TASK DIRECTIONS: Please repeat the lines below, exactly and only, from the one that holds "while i < LETTERS.len()" through the one that holds "mark written with that cell.".

WORKING DATA:
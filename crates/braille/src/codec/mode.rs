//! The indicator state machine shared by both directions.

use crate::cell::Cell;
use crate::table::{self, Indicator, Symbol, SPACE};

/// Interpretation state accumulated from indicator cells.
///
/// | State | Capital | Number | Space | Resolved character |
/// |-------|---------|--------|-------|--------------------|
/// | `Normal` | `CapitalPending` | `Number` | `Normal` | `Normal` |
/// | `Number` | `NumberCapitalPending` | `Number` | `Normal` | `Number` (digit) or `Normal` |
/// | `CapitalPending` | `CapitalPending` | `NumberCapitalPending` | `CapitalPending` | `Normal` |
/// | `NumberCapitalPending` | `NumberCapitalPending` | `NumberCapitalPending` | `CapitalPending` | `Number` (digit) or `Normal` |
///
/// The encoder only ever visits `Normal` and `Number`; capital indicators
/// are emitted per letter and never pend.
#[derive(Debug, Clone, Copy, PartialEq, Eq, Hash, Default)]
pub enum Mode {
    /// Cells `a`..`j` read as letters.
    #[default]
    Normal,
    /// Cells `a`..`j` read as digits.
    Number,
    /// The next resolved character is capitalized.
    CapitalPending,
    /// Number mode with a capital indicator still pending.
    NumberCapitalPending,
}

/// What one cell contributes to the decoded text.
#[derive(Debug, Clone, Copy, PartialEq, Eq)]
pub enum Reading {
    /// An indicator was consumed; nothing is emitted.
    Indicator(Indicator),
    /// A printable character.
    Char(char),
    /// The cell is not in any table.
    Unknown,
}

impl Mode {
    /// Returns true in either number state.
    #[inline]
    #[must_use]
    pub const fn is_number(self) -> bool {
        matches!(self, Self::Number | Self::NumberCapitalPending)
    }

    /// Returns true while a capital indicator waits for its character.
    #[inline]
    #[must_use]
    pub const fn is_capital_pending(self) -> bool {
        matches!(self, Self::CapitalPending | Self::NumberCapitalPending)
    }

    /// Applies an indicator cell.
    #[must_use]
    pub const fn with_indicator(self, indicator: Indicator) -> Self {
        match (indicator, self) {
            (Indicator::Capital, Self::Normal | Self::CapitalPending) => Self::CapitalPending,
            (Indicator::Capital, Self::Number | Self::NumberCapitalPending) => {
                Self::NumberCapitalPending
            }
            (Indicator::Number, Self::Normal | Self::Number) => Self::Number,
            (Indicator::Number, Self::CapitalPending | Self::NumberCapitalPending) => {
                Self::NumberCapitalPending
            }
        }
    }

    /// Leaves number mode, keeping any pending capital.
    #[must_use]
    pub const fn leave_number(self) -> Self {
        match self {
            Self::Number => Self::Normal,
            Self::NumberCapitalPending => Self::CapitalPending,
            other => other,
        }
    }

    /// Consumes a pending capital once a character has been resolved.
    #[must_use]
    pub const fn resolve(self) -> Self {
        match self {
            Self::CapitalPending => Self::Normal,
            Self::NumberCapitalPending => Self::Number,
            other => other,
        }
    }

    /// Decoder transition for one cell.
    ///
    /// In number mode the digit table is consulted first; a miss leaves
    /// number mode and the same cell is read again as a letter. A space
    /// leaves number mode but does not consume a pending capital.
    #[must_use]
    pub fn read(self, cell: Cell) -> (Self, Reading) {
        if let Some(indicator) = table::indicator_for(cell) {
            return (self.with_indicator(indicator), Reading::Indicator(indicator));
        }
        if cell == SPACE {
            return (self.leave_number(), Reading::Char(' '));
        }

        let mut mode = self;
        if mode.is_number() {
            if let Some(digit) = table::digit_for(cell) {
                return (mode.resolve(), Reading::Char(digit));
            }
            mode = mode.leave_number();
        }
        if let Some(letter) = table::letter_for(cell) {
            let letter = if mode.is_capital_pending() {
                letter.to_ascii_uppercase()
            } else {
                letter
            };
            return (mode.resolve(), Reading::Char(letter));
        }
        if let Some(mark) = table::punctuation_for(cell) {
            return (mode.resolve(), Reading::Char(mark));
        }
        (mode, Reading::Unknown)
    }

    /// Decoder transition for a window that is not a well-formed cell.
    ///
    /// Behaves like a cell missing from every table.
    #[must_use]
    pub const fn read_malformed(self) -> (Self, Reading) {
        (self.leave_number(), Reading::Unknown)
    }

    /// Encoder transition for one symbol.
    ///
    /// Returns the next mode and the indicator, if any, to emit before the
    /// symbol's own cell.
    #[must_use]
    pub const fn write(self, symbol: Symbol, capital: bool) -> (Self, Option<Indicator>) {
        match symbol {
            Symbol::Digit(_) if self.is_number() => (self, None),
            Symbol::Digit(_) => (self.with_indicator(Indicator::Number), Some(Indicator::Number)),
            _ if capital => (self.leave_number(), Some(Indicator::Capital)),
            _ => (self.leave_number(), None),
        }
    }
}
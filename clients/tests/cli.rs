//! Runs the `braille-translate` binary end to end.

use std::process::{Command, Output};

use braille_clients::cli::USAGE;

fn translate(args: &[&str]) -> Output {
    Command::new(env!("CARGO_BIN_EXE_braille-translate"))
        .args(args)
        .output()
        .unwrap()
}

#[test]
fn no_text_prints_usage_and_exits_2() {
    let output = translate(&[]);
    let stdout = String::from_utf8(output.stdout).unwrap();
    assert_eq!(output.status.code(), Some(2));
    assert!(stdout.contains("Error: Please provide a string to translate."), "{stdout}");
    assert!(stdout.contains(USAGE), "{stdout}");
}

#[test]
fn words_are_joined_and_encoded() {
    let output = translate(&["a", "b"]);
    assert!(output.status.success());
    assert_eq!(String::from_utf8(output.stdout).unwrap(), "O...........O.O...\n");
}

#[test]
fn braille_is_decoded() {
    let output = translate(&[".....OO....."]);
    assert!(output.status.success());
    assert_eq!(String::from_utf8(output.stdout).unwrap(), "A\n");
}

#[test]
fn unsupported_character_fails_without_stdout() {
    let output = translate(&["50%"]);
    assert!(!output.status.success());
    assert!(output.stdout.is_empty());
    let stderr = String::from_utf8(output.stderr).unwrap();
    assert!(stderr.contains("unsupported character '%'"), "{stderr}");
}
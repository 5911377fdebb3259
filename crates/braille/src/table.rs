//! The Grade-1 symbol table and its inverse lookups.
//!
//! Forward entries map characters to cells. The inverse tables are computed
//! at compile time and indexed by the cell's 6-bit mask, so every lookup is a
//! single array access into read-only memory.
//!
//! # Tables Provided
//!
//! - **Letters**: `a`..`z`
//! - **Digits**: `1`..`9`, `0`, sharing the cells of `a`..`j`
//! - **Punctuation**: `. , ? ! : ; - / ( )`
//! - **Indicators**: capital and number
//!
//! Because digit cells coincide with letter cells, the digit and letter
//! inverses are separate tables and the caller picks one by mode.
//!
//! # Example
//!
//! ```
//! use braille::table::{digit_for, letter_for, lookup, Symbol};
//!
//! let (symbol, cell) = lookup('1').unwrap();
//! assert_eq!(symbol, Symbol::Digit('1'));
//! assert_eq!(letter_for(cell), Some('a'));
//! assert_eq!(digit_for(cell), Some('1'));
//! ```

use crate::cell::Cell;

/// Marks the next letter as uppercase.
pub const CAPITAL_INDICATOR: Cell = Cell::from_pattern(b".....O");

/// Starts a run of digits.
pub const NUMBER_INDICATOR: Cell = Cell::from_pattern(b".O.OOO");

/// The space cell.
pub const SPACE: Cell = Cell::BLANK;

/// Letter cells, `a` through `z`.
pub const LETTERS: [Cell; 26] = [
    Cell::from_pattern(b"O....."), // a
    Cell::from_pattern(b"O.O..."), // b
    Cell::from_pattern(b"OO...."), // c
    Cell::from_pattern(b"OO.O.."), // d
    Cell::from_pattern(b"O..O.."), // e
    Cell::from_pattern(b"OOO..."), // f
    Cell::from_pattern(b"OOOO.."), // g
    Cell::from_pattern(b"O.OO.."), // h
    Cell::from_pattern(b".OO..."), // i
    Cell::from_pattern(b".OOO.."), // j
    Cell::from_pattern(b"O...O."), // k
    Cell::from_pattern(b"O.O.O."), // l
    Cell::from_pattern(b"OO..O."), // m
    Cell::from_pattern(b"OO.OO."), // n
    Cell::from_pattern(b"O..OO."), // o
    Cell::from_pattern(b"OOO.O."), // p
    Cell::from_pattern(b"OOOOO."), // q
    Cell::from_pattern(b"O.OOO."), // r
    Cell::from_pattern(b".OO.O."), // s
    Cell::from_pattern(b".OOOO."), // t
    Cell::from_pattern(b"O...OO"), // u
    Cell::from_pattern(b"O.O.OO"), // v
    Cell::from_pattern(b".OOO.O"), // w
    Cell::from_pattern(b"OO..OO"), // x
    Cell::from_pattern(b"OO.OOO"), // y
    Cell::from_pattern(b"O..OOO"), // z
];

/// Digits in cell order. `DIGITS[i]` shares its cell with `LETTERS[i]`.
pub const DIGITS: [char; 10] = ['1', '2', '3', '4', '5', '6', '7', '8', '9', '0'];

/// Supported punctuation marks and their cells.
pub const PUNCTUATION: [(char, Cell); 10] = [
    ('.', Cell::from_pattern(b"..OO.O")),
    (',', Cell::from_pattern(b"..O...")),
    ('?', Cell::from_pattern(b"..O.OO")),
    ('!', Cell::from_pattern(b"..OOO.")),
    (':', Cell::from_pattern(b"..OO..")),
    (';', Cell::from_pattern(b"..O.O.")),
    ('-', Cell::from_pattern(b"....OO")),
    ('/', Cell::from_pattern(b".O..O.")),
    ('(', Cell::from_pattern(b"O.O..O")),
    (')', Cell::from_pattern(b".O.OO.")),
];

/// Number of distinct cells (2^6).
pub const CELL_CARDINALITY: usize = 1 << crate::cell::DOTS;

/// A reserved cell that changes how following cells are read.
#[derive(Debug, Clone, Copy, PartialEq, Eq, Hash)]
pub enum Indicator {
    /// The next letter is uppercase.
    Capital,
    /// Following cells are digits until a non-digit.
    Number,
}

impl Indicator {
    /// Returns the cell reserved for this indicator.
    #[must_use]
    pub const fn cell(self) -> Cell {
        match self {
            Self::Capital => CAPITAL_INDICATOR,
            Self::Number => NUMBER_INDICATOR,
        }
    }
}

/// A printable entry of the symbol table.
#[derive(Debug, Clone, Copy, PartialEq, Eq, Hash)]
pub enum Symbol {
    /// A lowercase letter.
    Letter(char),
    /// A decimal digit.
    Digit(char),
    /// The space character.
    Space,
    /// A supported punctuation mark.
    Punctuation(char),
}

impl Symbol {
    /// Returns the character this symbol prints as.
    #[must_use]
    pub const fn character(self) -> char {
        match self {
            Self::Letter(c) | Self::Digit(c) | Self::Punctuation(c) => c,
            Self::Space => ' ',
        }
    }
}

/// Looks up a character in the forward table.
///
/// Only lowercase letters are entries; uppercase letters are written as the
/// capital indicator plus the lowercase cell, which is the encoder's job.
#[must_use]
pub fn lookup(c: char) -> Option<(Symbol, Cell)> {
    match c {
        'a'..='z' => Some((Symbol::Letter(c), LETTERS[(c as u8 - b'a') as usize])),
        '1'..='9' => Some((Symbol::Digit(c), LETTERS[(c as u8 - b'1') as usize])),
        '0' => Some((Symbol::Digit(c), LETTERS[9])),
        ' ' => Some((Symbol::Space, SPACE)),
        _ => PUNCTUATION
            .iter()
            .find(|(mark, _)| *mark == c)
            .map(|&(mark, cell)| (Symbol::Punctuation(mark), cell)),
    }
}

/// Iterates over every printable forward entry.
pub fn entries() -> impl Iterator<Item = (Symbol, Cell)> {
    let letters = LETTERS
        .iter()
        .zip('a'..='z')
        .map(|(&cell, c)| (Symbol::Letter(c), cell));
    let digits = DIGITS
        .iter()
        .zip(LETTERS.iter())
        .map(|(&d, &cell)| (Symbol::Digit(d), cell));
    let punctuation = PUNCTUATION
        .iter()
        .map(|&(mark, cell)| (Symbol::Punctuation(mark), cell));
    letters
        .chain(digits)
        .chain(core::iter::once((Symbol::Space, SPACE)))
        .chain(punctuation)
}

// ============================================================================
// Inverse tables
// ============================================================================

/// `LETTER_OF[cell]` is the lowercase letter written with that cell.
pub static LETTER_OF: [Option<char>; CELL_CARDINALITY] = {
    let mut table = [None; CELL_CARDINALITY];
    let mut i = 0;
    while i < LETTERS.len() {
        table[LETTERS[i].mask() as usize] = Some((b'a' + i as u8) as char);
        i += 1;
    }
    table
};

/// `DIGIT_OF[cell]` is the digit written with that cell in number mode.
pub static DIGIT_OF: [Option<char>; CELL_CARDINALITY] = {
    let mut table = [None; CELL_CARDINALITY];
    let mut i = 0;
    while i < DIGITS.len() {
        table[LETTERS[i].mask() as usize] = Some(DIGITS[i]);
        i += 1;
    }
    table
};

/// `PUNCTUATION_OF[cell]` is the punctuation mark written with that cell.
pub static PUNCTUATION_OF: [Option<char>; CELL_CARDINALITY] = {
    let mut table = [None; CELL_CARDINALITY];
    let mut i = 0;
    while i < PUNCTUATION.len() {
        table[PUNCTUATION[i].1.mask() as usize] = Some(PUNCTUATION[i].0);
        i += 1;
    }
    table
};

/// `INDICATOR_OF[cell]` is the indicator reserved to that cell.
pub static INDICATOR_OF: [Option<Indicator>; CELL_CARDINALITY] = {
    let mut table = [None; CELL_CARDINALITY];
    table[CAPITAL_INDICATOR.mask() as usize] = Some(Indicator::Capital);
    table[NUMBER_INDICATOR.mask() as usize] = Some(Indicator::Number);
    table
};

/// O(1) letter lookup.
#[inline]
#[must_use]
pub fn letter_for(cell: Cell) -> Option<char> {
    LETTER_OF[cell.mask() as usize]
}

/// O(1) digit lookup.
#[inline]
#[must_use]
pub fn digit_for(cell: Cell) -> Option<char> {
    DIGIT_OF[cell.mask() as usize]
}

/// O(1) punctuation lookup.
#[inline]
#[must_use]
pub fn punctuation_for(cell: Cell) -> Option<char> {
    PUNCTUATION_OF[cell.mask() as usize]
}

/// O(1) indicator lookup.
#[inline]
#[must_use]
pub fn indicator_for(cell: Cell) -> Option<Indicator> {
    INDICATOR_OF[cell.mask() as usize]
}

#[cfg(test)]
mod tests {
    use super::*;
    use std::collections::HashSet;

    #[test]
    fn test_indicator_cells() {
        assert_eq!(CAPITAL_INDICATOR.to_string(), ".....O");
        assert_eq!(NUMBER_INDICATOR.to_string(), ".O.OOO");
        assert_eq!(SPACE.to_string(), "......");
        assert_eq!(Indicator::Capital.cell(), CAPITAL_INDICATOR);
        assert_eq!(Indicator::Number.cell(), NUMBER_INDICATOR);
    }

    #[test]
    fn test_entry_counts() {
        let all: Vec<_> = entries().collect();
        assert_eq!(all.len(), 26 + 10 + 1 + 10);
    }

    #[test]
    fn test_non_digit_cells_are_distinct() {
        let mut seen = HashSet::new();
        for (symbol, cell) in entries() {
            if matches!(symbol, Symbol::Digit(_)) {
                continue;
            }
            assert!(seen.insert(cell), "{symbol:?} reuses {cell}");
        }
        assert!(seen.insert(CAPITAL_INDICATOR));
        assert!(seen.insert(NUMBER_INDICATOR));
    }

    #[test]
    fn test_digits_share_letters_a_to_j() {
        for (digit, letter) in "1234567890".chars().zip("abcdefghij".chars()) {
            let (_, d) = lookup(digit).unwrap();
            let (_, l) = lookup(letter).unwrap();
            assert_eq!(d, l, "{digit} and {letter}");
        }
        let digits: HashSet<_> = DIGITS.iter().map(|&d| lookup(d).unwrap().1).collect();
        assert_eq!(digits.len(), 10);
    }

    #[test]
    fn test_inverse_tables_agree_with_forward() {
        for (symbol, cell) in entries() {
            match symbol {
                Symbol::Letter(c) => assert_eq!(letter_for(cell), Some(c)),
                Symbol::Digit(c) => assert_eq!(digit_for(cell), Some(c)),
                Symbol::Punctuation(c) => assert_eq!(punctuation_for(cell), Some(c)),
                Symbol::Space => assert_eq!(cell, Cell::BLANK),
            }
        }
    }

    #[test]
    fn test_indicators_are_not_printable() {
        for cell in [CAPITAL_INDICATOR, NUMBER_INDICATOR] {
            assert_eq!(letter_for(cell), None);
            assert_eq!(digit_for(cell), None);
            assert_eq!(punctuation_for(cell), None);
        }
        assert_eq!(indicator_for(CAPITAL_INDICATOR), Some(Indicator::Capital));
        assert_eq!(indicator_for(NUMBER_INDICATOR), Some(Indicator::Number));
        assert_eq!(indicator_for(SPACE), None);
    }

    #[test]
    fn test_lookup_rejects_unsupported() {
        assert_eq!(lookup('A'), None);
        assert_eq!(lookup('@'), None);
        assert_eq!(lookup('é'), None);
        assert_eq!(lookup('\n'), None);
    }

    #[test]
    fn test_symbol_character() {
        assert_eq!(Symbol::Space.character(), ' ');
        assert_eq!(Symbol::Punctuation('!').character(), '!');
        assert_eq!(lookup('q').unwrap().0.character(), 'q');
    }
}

YOUR RESPONSE:
    while i < LETTERS.len() {
        table[LETTERS[i].mask() as usize] = Some((b'a' + i as u8) as char);
        i += 1;
    }
    table
};

/// `DIGIT_OF[cell]` is the digit written with that cell in number mode.
pub static DIGIT_OF: [Option<char>; CELL_CARDINALITY] = {
    let mut table = [None; CELL_CARDINALITY];
    let mut i = 0;
    while i < DIGITS.len() {
        table[LETTERS[i].mask() as usize] = Some(DIGITS[i]);
        i += 1;
    }
    table
};

/// `PUNCTUATION_OF[cell]` is the punctuation mark written with that cell.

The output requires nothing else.